Material for the task:
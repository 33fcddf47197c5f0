// crates/clapdeck-player/src/queue.rs
//
// The playback queue: an ordered run of sub-sections played back to back.
// Built by filtering the requested list down to valid sections (both bounds
// parse) in their original order. Exists only while a multi-section playback
// is in flight; the player drops it on completion, explicit stop, or user
// interruption.

use clapdeck_core::VideoSubSection;

pub struct SectionQueue {
    sections: Vec<VideoSubSection>,
    cursor:   usize,
}

impl SectionQueue {
    /// Filter `list` to its valid sections, preserving order. `None` when
    /// nothing playable remains.
    pub fn from_sections(list: &[VideoSubSection]) -> Option<Self> {
        let sections: Vec<VideoSubSection> =
            list.iter().filter(|s| s.is_valid()).cloned().collect();
        if sections.is_empty() {
            None
        } else {
            Some(Self { sections, cursor: 0 })
        }
    }

    pub fn current(&self) -> Option<&VideoSubSection> {
        self.sections.get(self.cursor)
    }

    /// Advance the cursor; returns the next section, or `None` when the
    /// queue is exhausted.
    pub fn advance(&mut self) -> Option<&VideoSubSection> {
        self.cursor += 1;
        self.current()
    }

    pub fn len(&self) -> usize {
        self.sections.len()
    }

    pub fn is_empty(&self) -> bool {
        self.sections.is_empty()
    }

    pub fn cursor(&self) -> usize {
        self.cursor
    }
}

#[cfg(test)]
mod tests {
    use super::*;

    fn section(name: &str, tcin: &str, tcout: &str) -> VideoSubSection {
        VideoSubSection { name: name.into(), tcin: tcin.into(), tcout: tcout.into() }
    }

    #[test]
    fn filters_invalid_sections_preserving_order() {
        let list = vec![
            section("a", "2", "bad"),
            section("b", "4", "6"),
            section("c", "", "9"),
            section("d", "10", "12"),
        ];
        let q = SectionQueue::from_sections(&list).unwrap();
        assert_eq!(q.len(), 2);
        assert_eq!(q.current().unwrap().name, "b");
    }

    #[test]
    fn all_invalid_means_no_queue() {
        let list = vec![section("a", "x", "y"), section("b", "", "")];
        assert!(SectionQueue::from_sections(&list).is_none());
    }

    #[test]
    fn advance_walks_to_exhaustion() {
        let list = vec![section("a", "0", "1"), section("b", "1", "2")];
        let mut q = SectionQueue::from_sections(&list).unwrap();
        assert_eq!(q.current().unwrap().name, "a");
        assert_eq!(q.advance().unwrap().name, "b");
        assert!(q.advance().is_none());
        assert_eq!(q.cursor(), 2);
    }
}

What to work on: Without any alteration, repeat each entry shown above.

Reply:
repository 33fcddf47197c5f0
// crates/clapdeck-player/src/queue.rs
//
// The playback queue: an ordered run of sub-sections played back to back.
// Built by filtering the requested list down to valid sections (both bounds
// parse) in their original order. Exists only while a multi-section playback
// is in flight; the player drops it on completion, explicit stop, or user
// interruption.

use clapdeck_core::VideoSubSection;

pub struct SectionQueue {
    sections: Vec<VideoSubSection>,
    cursor:   usize,
}

impl SectionQueue {
    /// Filter `list` to its valid sections, preserving order. `None` when
    /// nothing playable remains.
    pub fn from_sections(list: &[VideoSubSection]) -> Option<Self> {
        let sections: Vec<VideoSubSection> =
            list.iter().filter(|s| s.is_valid()).cloned().collect();
        if sections.is_empty() {
            None
        } else {
            Some(Self { sections, cursor: 0 })
        }
    }

    pub fn current(&self) -> Option<&VideoSubSection> {
        self.sections.get(self.cursor)
    }

    /// Advance the cursor; returns the next section, or `None` when the
    /// queue is exhausted.
    pub fn advance(&mut self) -> Option<&VideoSubSection> {
        self.cursor += 1;
        self.current()
    }

    pub fn len(&self) -> usize {
        self.sections.len()
    }

    pub fn is_empty(&self) -> bool {
        self.sections.is_empty()
    }

    pub fn cursor(&self) -> usize {
        self.cursor
    }
}

#[cfg(test)]
mod tests {
    use super::*;

    fn section(name: &str, tcin: &str, tcout: &str) -> VideoSubSection {
        VideoSubSection { name: name.into(), tcin: tcin.into(), tcout: tcout.into() }
    }

    #[test]
    fn filters_invalid_sections_preserving_order() {
        let list = vec![
            section("a", "2", "bad"),
            section("b", "4", "6"),
            section("c", "", "9"),
            section("d", "10", "12"),
        ];
        let q = SectionQueue::from_sections(&list).unwrap();
        assert_eq!(q.len(), 2);
        assert_eq!(q.current().unwrap().name, "b");
    }

    #[test]
    fn all_invalid_means_no_queue() {
        let list = vec![section("a", "x", "y"), section("b", "", "")];
        assert!(SectionQueue::from_sections(&list).is_none());
    }

    #[test]
    fn advance_walks_to_exhaustion() {
        let list = vec![section("a", "0", "1"), section("b", "1", "2")];
        let mut q = SectionQueue::from_sections(&list).unwrap();
        assert_eq!(q.current().unwrap().name, "a");
        assert_eq!(q.advance().unwrap().name, "b");
        assert!(q.advance().is_none());
        assert_eq!(q.cursor(), 2);
    }
}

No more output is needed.